- SOURCE DATA
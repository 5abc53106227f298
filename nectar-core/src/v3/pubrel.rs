use crate::{
    err::{DecodeError, DecodeErrorKind},
    io::decode_u16,
    v3::{FixedHeader, PacketType},
};
use bytes::{BufMut, Bytes, BytesMut};

/*
 * A PUBREL packet is the response to a PUBREC packet, the third step of the
 * exactly-once exchange. Bits 3,2,1,0 of its fixed header are reserved and
 * MUST be 0,0,1,0 [MQTT-3.6.1-1].
 */
#[derive(PartialEq, Eq, PartialOrd, Ord, Clone, Copy, Debug)]
pub struct PubRelPacket {
    id: u16,
}

impl PubRelPacket {
    pub fn new(id: u16) -> Self {
        return Self { id };
    }

    pub fn decode(f_header: FixedHeader, bytes: &mut Bytes) -> Result<Self, DecodeError> {
        if f_header.rest_len() != 2 {
            return Err(DecodeError::new(
                DecodeErrorKind::MalformedLength,
                String::from("PUBREL packets can only contain a packet id."),
            ));
        }

        let id = decode_u16(bytes)?;
        return Ok(Self { id });
    }

    pub fn encode(&self) -> Bytes {
        let mut bytes = BytesMut::with_capacity(4);

        bytes.put_u8(PacketType::PUBREL as u8 | 0b0000_0010);
        bytes.put_u8(2);
        bytes.put_u16(self.id);

        return bytes.into();
    }

    pub fn id(&self) -> u16 {
        return self.id;
    }
}

#[cfg(test)]
mod packet {
    use bytes::Buf;

    use super::PubRelPacket;
    use crate::v3::{FixedHeader, MqttPacket};

    #[test]
    fn serialize_deserialize() {
        let packet = PubRelPacket::new(4321);
        let mut buf = packet.encode();

        let f_header = FixedHeader::decode(&mut buf).unwrap();
        buf.advance(f_header.header_len());
        let packet_de = MqttPacket::decode(f_header, &mut buf).expect("Could not decode packet");

        assert_eq!(packet_de, MqttPacket::PubRel(packet));
    }

    #[test]
    fn wire_bytes_carry_reserved_flag_nibble() {
        assert_eq!(&PubRelPacket::new(1).encode()[..], &[0x62, 0x02, 0x00, 0x01]);
    }
}
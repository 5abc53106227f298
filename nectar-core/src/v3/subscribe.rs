use crate::{
    err::{DecodeError, DecodeErrorKind, EncodeError},
    io::{decode_u16, decode_u8, decode_utf8, encode_packet_length, encode_utf8},
    qos::QosLevel,
    v3::PacketType,
};
use bytes::{Buf, BufMut, Bytes, BytesMut};

/*
 * The SUBSCRIBE packet payload is a list of (topic, requested QoS) pairs
 * that runs to the end of the body; it has no element count of its own.
 * The payload MUST contain at least one pair [MQTT-3.8.3-3].
 */
#[derive(PartialEq, Eq, PartialOrd, Ord, Clone, Debug)]
pub struct SubscribePacket {
    packet_id: u16,
    topics: Vec<TopicRequest>,
}

#[derive(PartialEq, Eq, PartialOrd, Ord, Clone, Debug)]
pub struct TopicRequest {
    pub topic: String,
    pub qos: QosLevel,
}

impl SubscribePacket {
    pub fn new(packet_id: u16, topics: Vec<TopicRequest>) -> Self {
        return Self { packet_id, topics };
    }

    pub fn decode(bytes: &mut Bytes) -> Result<Self, DecodeError> {
        let packet_id = decode_u16(bytes)?;

        let mut topics = Vec::new();

        while bytes.remaining() > 0 {
            let topic = decode_utf8(bytes)?;

            if topic.is_empty() {
                return Err(DecodeError::new(
                    DecodeErrorKind::MalformedTopic,
                    String::from("SUBSCRIBE topic contains no bytes."),
                ));
            }

            let qos = QosLevel::try_from(decode_u8(bytes)?)?;

            topics.push(TopicRequest { topic, qos });
        }

        return Ok(Self { packet_id, topics });
    }

    pub fn encode(&self) -> Result<Bytes, EncodeError> {
        let len = 2 + self
            .topics
            .iter()
            .map(|req| 2 + req.topic.len() + 1)
            .sum::<usize>();

        let mut bytes = BytesMut::with_capacity(len + 2);

        bytes.put_u8(PacketType::SUBSCRIBE as u8 | 0b0000_0010);
        encode_packet_length(&mut bytes, len)?;

        bytes.put_u16(self.packet_id);

        for req in &self.topics {
            encode_utf8(&mut bytes, &req.topic);
            bytes.put_u8(req.qos as u8);
        }

        return Ok(bytes.into());
    }

    pub fn id(&self) -> u16 {
        return self.packet_id;
    }

    pub fn topics(&self) -> &[TopicRequest] {
        return &self.topics;
    }
}

#[cfg(test)]
mod packet {
    use bytes::Buf;

    use super::{SubscribePacket, TopicRequest};
    use crate::{
        qos::QosLevel,
        v3::{FixedHeader, MqttPacket},
    };

    #[test]
    fn serialize_deserialize() {
        let packet = SubscribePacket::new(
            1,
            vec![
                TopicRequest {
                    topic: "metrics/load".to_string(),
                    qos: QosLevel::AtMostOnce,
                },
                TopicRequest {
                    topic: "alerts".to_string(),
                    qos: QosLevel::ExactlyOnce,
                },
            ],
        );
        let mut buf = packet.encode().unwrap();

        let f_header = FixedHeader::decode(&mut buf).unwrap();
        buf.advance(f_header.header_len());
        let packet_de = MqttPacket::decode(f_header, &mut buf).expect("Could not decode packet");

        assert_eq!(packet_de, MqttPacket::Subscribe(packet));
    }

    #[test]
    fn wire_bytes() {
        let packet = SubscribePacket::new(
            1,
            vec![TopicRequest {
                topic: "hello".to_string(),
                qos: QosLevel::AtMostOnce,
            }],
        );
        let buf = packet.encode().unwrap();

        assert_eq!(
            &buf[..],
            &[0x82, 0x0A, 0x00, 0x01, 0x00, 0x05, b'h', b'e', b'l', b'l', b'o', 0x00]
        );
    }
}
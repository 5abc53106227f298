use crate::{
    err::{DecodeError, DecodeErrorKind, EncodeError},
    io::{decode_u16, decode_utf8, encode_packet_length, encode_utf8},
    v3::PacketType,
};
use bytes::{Buf, BufMut, Bytes, BytesMut};

/*
 * The UNSUBSCRIBE packet payload is a list of topics running to the end of
 * the body. The payload MUST contain at least one topic [MQTT-3.10.3-2].
 */
#[derive(PartialEq, Eq, PartialOrd, Ord, Clone, Debug)]
pub struct UnsubscribePacket {
    packet_id: u16,
    topics: Vec<String>,
}

impl UnsubscribePacket {
    pub fn new(packet_id: u16, topics: Vec<String>) -> Self {
        return Self { packet_id, topics };
    }

    pub fn decode(bytes: &mut Bytes) -> Result<Self, DecodeError> {
        let packet_id = decode_u16(bytes)?;

        let mut topics = Vec::new();

        while bytes.remaining() > 0 {
            let topic = decode_utf8(bytes)?;

            if topic.is_empty() {
                return Err(DecodeError::new(
                    DecodeErrorKind::MalformedTopic,
                    String::from("UNSUBSCRIBE topic contains no bytes."),
                ));
            }

            topics.push(topic);
        }

        return Ok(Self { packet_id, topics });
    }

    pub fn encode(&self) -> Result<Bytes, EncodeError> {
        let len = 2 + self.topics.iter().map(|topic| 2 + topic.len()).sum::<usize>();

        let mut bytes = BytesMut::with_capacity(len + 2);

        bytes.put_u8(PacketType::UNSUBSCRIBE as u8 | 0b0000_0010);
        encode_packet_length(&mut bytes, len)?;

        bytes.put_u16(self.packet_id);

        for topic in &self.topics {
            encode_utf8(&mut bytes, topic);
        }

        return Ok(bytes.into());
    }

    pub fn id(&self) -> u16 {
        return self.packet_id;
    }

    pub fn topics(&self) -> &[String] {
        return &self.topics;
    }
}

- EXERCISE PROMPT
Among the lines above, which ones hold the string "AtMostOnce"? Show them.

- FINISHED TASK
                    qos: QosLevel::AtMostOnce,
                qos: QosLevel::AtMostOnce,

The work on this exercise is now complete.